WORK ORDER — Beginning at the line that contains "user's home directory.", transcribe every line up to the last one in the material below. Include no other lines.

RECORDS SUPPLIED —
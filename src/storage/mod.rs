pub mod duckdb;
pub mod memory;
pub mod traits;

pub use memory::MemoryStorage;
pub use traits::{Storage, StorageError};
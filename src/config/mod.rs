pub mod generate;
pub mod parse;
pub mod types;

use regex::Regex;
use std::path::{Path, PathBuf};

pub use parse::{load_config, ConfigError};
pub use types::{
    CleanupConfig, Config, DebounceConfig, DriverConfig, EmitterConfig, FlushFailurePolicy,
    QuotaConfig, SinksConfig, StorageConfig, WebConfig,
};

const ENV_VAR_PATTERN: &str = r"\$env\{([A-Za-z_][A-Za-z0-9_]*)\}";

/// Expands `$env{VAR_NAME}` references. Unset variables are left unchanged.
pub fn expand_env_vars(text: &str) -> String {
    let Ok(re) = Regex::new(ENV_VAR_PATTERN) else {
        return text.to_string();
    };

    re.replace_all(text, |caps: &regex::Captures| {
        std::env::var(&caps[1]).unwrap_or_else(|_| caps[0].to_string())
    })
    .to_string()
}

/// Names of `$env{...}` references still present in `text`, sorted and deduplicated.
pub fn unexpanded_env_vars(text: &str) -> Vec<String> {
    let Ok(re) = Regex::new(ENV_VAR_PATTERN) else {
        return Vec::new();
    };
    let mut names: Vec<String> = re
        .captures_iter(text)
        .map(|caps| caps[1].to_string())
        .collect();
    names.sort();
    names.dedup();
    names
}

/// Expands a leading `~` to the user's home directory.
pub fn expand_tilde(path: &Path) -> PathBuf {
    let path_str = path.to_string_lossy();

    if let Some(rest) = path_str.strip_prefix("~/") {
        if let Some(home_dir) = dirs::home_dir() {
            return home_dir.join(rest);
        }
    } else if path_str == "~" {
        if let Some(home_dir) = dirs::home_dir() {
            return home_dir;
        }
    }

    path.to_path_buf()
}

/// Per-user config location, `~/.config/logstore/config.yml`.
pub fn user_config_path() -> Option<PathBuf> {
    dirs::home_dir().map(|home| home.join(".config/logstore/config.yml"))
}

pub const SYSTEM_CONFIG_PATH: &str = "/etc/logstore/config.yml";

/// Resolves the config file path. Returns the first of:
/// 1. the explicit path (with tilde expansion)
/// 2. ~/.config/logstore/config.yml, if it exists
/// 3. /etc/logstore/config.yml, if it exists
pub fn resolve_config_path(explicit: Option<&Path>) -> Option<PathBuf> {
    if let Some(path) = explicit {
        return Some(expand_tilde(path));
    }

    if let Some(user_config) = user_config_path() {
        if user_config.exists() {
            return Some(user_config);
        }
    }

    let system_config = PathBuf::from(SYSTEM_CONFIG_PATH);
    if system_config.exists() {
        return Some(system_config);
    }

    None
}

RESULT —
/// Expands a leading `~` to the user's home directory.
pub fn expand_tilde(path: &Path) -> PathBuf {
    let path_str = path.to_string_lossy();

    if let Some(rest) = path_str.strip_prefix("~/") {
        if let Some(home_dir) = dirs::home_dir() {
            return home_dir.join(rest);
        }
    } else if path_str == "~" {
        if let Some(home_dir) = dirs::home_dir() {
            return home_dir;
        }
    }

    path.to_path_buf()
}

/// Per-user config location, `~/.config/logstore/config.yml`.
pub fn user_config_path() -> Option<PathBuf> {
    dirs::home_dir().map(|home| home.join(".config/logstore/config.yml"))
}

pub const SYSTEM_CONFIG_PATH: &str = "/etc/logstore/config.yml";

/// Resolves the config file path. Returns the first of:
/// 1. the explicit path (with tilde expansion)
/// 2. ~/.config/logstore/config.yml, if it exists
/// 3. /etc/logstore/config.yml, if it exists
pub fn resolve_config_path(explicit: Option<&Path>) -> Option<PathBuf> {
    if let Some(path) = explicit {
        return Some(expand_tilde(path));
    }

    if let Some(user_config) = user_config_path() {
        if user_config.exists() {
            return Some(user_config);
        }
    }

    let system_config = PathBuf::from(SYSTEM_CONFIG_PATH);
    if system_config.exists() {
        return Some(system_config);
    }

    None
}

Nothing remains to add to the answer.